Idée reçu n°15 : à la fin de l’été, la banquise disparaît en fondant.

Ça n’est pas tout à fait vrai, même si ça n’est pas complètement faux non plus… Nous étions nombreux à croire que c’était la remontée des températures qui créait la débâcle. En réalité, c’est le vent qui joue le rôle principal. Il frotte sur la banquise, la fragilise, et fait se détacher de grandes plaques de glace. Celles-ci rejoignent le pack, se cassent en morceaux de plus en plus petits, qui finissent par fondre en remontant vers le nord. En hiver, la plupart du temps les gros coups de vent n’ont pas trop d’impact sur la banquise car il fait très froid, mais des débâcles très précoces ont déjà été observées. En revanche, l’association à la fin de l’hiver de températures assez douces et de vents forts est radicale pour la banquise…

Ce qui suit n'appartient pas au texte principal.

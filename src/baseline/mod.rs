//! Baseline index composition: sector weights, current multiples, and base price
//!
//! A `Baseline` is validated once at construction and never mutated afterwards.
//! It allocates the index's aggregate earnings across sectors in proportion to
//! each sector's weight-to-multiple ratio.

mod reference;
pub mod loader;

pub use reference::{load_baseline, reference_as_of, REFERENCE_BASE_PRICE, REFERENCE_MULTIPLE};

use std::collections::HashSet;

use chrono::NaiveDate;
use serde::{Deserialize, Serialize};

use crate::error::{ProjectionError, Result};

/// Allowed deviation of the weight sum from 1.0
pub const WEIGHT_TOLERANCE: f64 = 1e-6;

/// One row of the baseline composition table
#[derive(Debug, Clone, PartialEq, Serialize, Deserialize)]
pub struct SectorRecord {
    pub sector_id: String,

    /// Fraction of index value, in (0, 1]
    pub weight: f64,

    /// Current price/earnings multiple, > 0
    pub current_multiple: f64,
}

impl SectorRecord {
    pub fn new(sector_id: impl Into<String>, weight: f64, current_multiple: f64) -> Self {
        Self {
            sector_id: sector_id.into(),
            weight,
            current_multiple,
        }
    }

    /// Weight per unit of multiple; the sector's share of earnings before normalization
    pub fn weight_over_multiple(&self) -> f64 {
        self.weight / self.current_multiple
    }
}

/// Immutable reference decomposition of the index
#[derive(Debug, Clone, PartialEq, Serialize)]
pub struct Baseline {
    base_index_price: f64,

    /// Blended multiple used to back aggregate earnings out of the index price
    reference_multiple: f64,

    /// Valuation date of the table, if known
    as_of: Option<NaiveDate>,

    records: Vec<SectorRecord>,
}

impl Baseline {
    /// Build a baseline, rejecting weights that do not sum to 1.0
    pub fn new(
        base_index_price: f64,
        reference_multiple: f64,
        records: Vec<SectorRecord>,
    ) -> Result<Self> {
        validate_scalars(base_index_price, reference_multiple)?;
        validate_records(&records)?;

        let total_weight: f64 = records.iter().map(|r| r.weight).sum();
        if (total_weight - 1.0).abs() > WEIGHT_TOLERANCE {
            return Err(ProjectionError::invalid_baseline(format!(
                "sector weights sum to {total_weight}, expected 1.0"
            )));
        }

        Ok(Self {
            base_index_price,
            reference_multiple,
            as_of: None,
            records,
        })
    }

    /// Build a baseline after rescaling weights proportionally so they sum to 1.0
    ///
    /// Published sector weights are rounded and rarely sum to exactly one.
    /// Rescaling leaves each sector's base earnings contribution unchanged since
    /// the allocation is normalized by the weight-over-multiple total anyway.
    pub fn new_normalized(
        base_index_price: f64,
        reference_multiple: f64,
        records: Vec<SectorRecord>,
    ) -> Result<Self> {
        validate_records(&records)?;
        Self::new(base_index_price, reference_multiple, normalize_weights(records))
    }

    /// Build a baseline whose reference multiple is the weighted harmonic mean
    /// of the sector multiples
    ///
    /// With this choice, zero growth and unchanged multiples reproduce
    /// `base_index_price` exactly at any horizon.
    pub fn with_harmonic_reference(base_index_price: f64, records: Vec<SectorRecord>) -> Result<Self> {
        validate_records(&records)?;
        let total: f64 = records.iter().map(SectorRecord::weight_over_multiple).sum();
        let weight: f64 = records.iter().map(|r| r.weight).sum();
        Self::new(base_index_price, weight / total, records)
    }

    /// Attach the valuation date of the table
    pub fn with_as_of(mut self, as_of: NaiveDate) -> Self {
        self.as_of = Some(as_of);
        self
    }

    pub fn base_index_price(&self) -> f64 {
        self.base_index_price
    }

    pub fn reference_multiple(&self) -> f64 {
        self.reference_multiple
    }

    pub fn as_of(&self) -> Option<NaiveDate> {
        self.as_of
    }

    /// Records in table order
    pub fn records(&self) -> &[SectorRecord] {
        &self.records
    }

    pub fn record(&self, sector_id: &str) -> Option<&SectorRecord> {
        self.records.iter().find(|r| r.sector_id == sector_id)
    }

    pub fn sector_ids(&self) -> impl Iterator<Item = &str> {
        self.records.iter().map(|r| r.sector_id.as_str())
    }

    pub fn contains(&self, sector_id: &str) -> bool {
        self.record(sector_id).is_some()
    }

    pub fn len(&self) -> usize {
        self.records.len()
    }

    pub fn is_empty(&self) -> bool {
        self.records.is_empty()
    }

    /// Weighted harmonic mean of current multiples, `1 / total_weight_over_multiple`
    ///
    /// The multiple at which today's sector earnings reprice to the base index
    /// price. Differs from `reference_multiple` unless the baseline was built
    /// with `with_harmonic_reference`.
    pub fn harmonic_multiple(&self) -> f64 {
        1.0 / self.total_weight_over_multiple()
    }

    /// Aggregate index earnings implied by price and reference multiple
    pub fn base_index_earnings(&self) -> f64 {
        self.base_index_price / self.reference_multiple
    }

    /// Sum of weight / current_multiple over all sectors
    ///
    /// Never zero: construction guarantees at least one record with positive
    /// weight and a positive, finite multiple.
    pub fn total_weight_over_multiple(&self) -> f64 {
        self.records.iter().map(SectorRecord::weight_over_multiple).sum()
    }

    /// Share of base index earnings attributed to a sector
    ///
    /// `(weight / current_multiple / total_weight_over_multiple) * base_index_earnings`.
    /// A sector trading at a richer multiple for the same weight contributes
    /// proportionally less current earnings. Summed over all sectors this equals
    /// `base_index_earnings`.
    pub fn base_earnings_contribution(&self, sector_id: &str) -> Result<f64> {
        let record = self.lookup(sector_id)?;
        Ok(self.earnings_share(record))
    }

    /// Today's price contribution of a sector: weight * base index price
    pub fn spot_price_contribution(&self, sector_id: &str) -> Result<f64> {
        let record = self.lookup(sector_id)?;
        Ok(record.weight * self.base_index_price)
    }

    pub(crate) fn earnings_share(&self, record: &SectorRecord) -> f64 {
        record.weight_over_multiple() / self.total_weight_over_multiple()
            * self.base_index_earnings()
    }

    fn lookup(&self, sector_id: &str) -> Result<&SectorRecord> {
        self.record(sector_id).ok_or_else(|| ProjectionError::UnknownSector {
            sector_id: sector_id.to_string(),
        })
    }
}

fn validate_scalars(base_index_price: f64, reference_multiple: f64) -> Result<()> {
    if !(base_index_price.is_finite() && base_index_price > 0.0) {
        return Err(ProjectionError::invalid_baseline(format!(
            "base index price must be positive, got {base_index_price}"
        )));
    }
    if !(reference_multiple.is_finite() && reference_multiple > 0.0) {
        return Err(ProjectionError::invalid_baseline(format!(
            "reference multiple must be positive, got {reference_multiple}"
        )));
    }
    Ok(())
}

fn validate_records(records: &[SectorRecord]) -> Result<()> {
    if records.is_empty() {
        return Err(ProjectionError::invalid_baseline("no sector records"));
    }

    let mut seen = HashSet::with_capacity(records.len());
    for record in records {
        if record.sector_id.trim().is_empty() {
            return Err(ProjectionError::invalid_baseline("empty sector id"));
        }
        if !seen.insert(record.sector_id.as_str()) {
            return Err(ProjectionError::invalid_baseline(format!(
                "duplicate sector id {}",
                record.sector_id
            )));
        }
        if !(record.weight.is_finite() && record.weight > 0.0 && record.weight <= 1.0) {
            return Err(ProjectionError::invalid_baseline(format!(
                "weight for {} must be in (0, 1], got {}",
                record.sector_id, record.weight
            )));
        }
        if !(record.current_multiple.is_finite() && record.current_multiple > 0.0) {
            return Err(ProjectionError::invalid_baseline(format!(
                "current multiple for {} must be positive, got {}",
                record.sector_id, record.current_multiple
            )));
        }
    }

    Ok(())
}

/// Rescale weights to sum to 1.0. Callers must pass validated (positive) weights.
fn normalize_weights(records: Vec<SectorRecord>) -> Vec<SectorRecord> {
    let total: f64 = records.iter().map(|r| r.weight).sum();
    records
        .into_iter()
        .map(|r| SectorRecord {
            weight: r.weight / total,
            ..r
        })
        .collect()
}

8 novembre : des plaques de banquise se détachent au bout du Lion

L’alternance de glace et d’eau libre donne de jolis paysages

Ainsi avec l’enchaînement de tempêtes en octobre et novembre, notre banquise s’est "fait la malle". Nous pouvons toujours nous rendre à la manchotière, située près du Nunatak donc assez proche de l’île des Pétrels. En revanche, impossible maintenant de rejoindre Prud’homme, Gouverneur, ou les bergs que nous affectionnions. Finies les grandes balades ! Mais qu’est ce que c’était bien !

18 novembre : l’eau libre a bien progressé et la plupart des îles de l’archipel sont les pieds dans l’eau

4 nov. 2010

Hommage

Ce lundi 1er novembre, en mémoire de nos quatre camarades disparus, un ballon a été lâché au coucher du soleil.